This story contains spoilers for “Daredevil: Born Again” Episodes 1 and 2.
It’s been nearly seven years since audiences saw Wilson Fisk and Matt Murdock come to blows for the last time in Netflix’s “Daredevil.” The bloody brawl concluded with the crime lord heading back to prison after losing the fight to the Man Without Fear.
These longtime adversaries are reunited in “Daredevil: Born Again,” out now on Disney+, which continues their tangled story. And while the show starts with both men having seemingly given up their darker alter egos, it’s also clear that there has been no love lost between them.
“Fisk is on a journey,” says Vincent D’Onofrio, who portrays the man also known as Kingpin, during a recent phone interview. “He wants to expand his reach. … He’s going to get more control, and it’s going to be dangerous. It’s not going to be good for anybody.”

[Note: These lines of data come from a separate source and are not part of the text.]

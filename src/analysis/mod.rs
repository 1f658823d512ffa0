//! Report analysis modules.
//!
//! This module provides dashboard aggregation, catalog search and the help-request queue.

pub mod aggregator;
pub mod buckets;
pub mod catalog;
pub mod help;

pub use aggregator::compute_dashboard_stats;
pub use catalog::{next_pending, paginate, ReportFilter};
pub use help::{help_queue, status_tabs};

Since the conclusion of “Daredevil” in 2018, the mob boss has appeared in Marvel television shows “Hawkeye” (2021) and “Echo” (2024) as a mentor and father figure to Maya Lopez (Alaqua Cox), also known as Echo. But in “Born Again,” which picks up after the events of the two series, Fisk insists that his life of crime is behind him as he becomes the newly elected mayor of New York.
Murdock (Charlie Cox), meanwhile, also has hung up his horns, choosing to seek justice as a lawyer instead of as the masked vigilante Daredevil. (Murdock’s previous MCU appearances include 2021’s “Spider-Man: No Way Home” and the TV shows “She-Hulk: Attorney at Law” and “Echo.”)
During “Born Again’s” first season, audiences will be “reminded how cunning [Fisk is] and how much of a team Vanessa and him make,” says D’Onofrio. “There’s no stopping this guy. He’s a broken man with a lot of power; he’s not gonna stop.”
D’Onofrio discusses Fisk and Murdock’s reunion and Fisk’s marriage woes in the conversation (edited for clarity and length) below.
What was it like shooting that diner scene and being opposite Matt Murdock again?
We were well prepared for that scene because we were involved in the writing of it with [showrunner] Dario [Scardapane]. Charlie and I, we work together on a lot of our notes — just overall notes for every episode kind of thing — and then we narrow in on our own parts. But mostly we collaborate on story, and then we take it to them together, to the writer and to everybody else. So we went into that scene with a big dialogue with Justin [Benson] and Aaron [Moorhead], the two directors, and Dario, and kind of just worked it out for a few hours and changed a bit of it here and there. We liked the levity in it. The fact that these two could have a weird laugh together and almost seem like friends, but there’s this underlying feeling that they’re not friends at all.
What about Fisk’s journey this season has been most interesting to you?
The most interesting thing for me as an actor — not just playing Kingpin but as an actor — is to take a character, a character written as well [as] they’ve written him in the past and up to now who’s just bats— crazy, a character that’s that broken and that narcissistic, and put him in typical domestic situations like a marriage, marriage therapy even. The metaphor would be a vampire trying to live in the daylight. It’s a struggle. It’s a really interesting situation to have a character like [Fisk] and put him in domestic situations where he has to struggle, because the only way that he can expand his reach is to participate in the world. It’s the most fun I’m having when we’ve tried to put this guy in domestic situations.
Speaking of domestic situations and marriage therapy, what can you say about Fisk and Vanessa’s relationship this season?
I think that he has a lot of explaining to do. The other shows that I did, “Hawkeye” and then “Echo,” led to an absence in my marriage. I disappeared without telling the character of Vanessa anything about where I was and what happened. So when he arrives back, he has some explaining to do, and she has some things to say.
The marriage therapy stuff is really fun. I’ve known Ayelet Zurer for a long time now. We’re like brother and sister. We’re both Cancers. We’ve always gotten along from the moment we met 10 years ago, and we’ve just remained really close. She’s so brilliant. I just think that she holds herself the way a modern woman should — she’s just so powerful and so smart, and the character that she’s playing is the same.
We trust each other a lot, so when she’s talking to me in a scene, all I have to do is just stay open and receive her, and I get emotional, like you would with a friend. It’s an intense marriage, this thing that they’ve written, so we have to play it as honest as we can, otherwise nobody will buy it. It’s a really intense, emotional time, and there’s a lot of tears and a lot of emotional reactions to each other. There were times when the cameras were rolling that I felt like I was in therapy with somebody that I cared about a lot, and I had some explaining to do.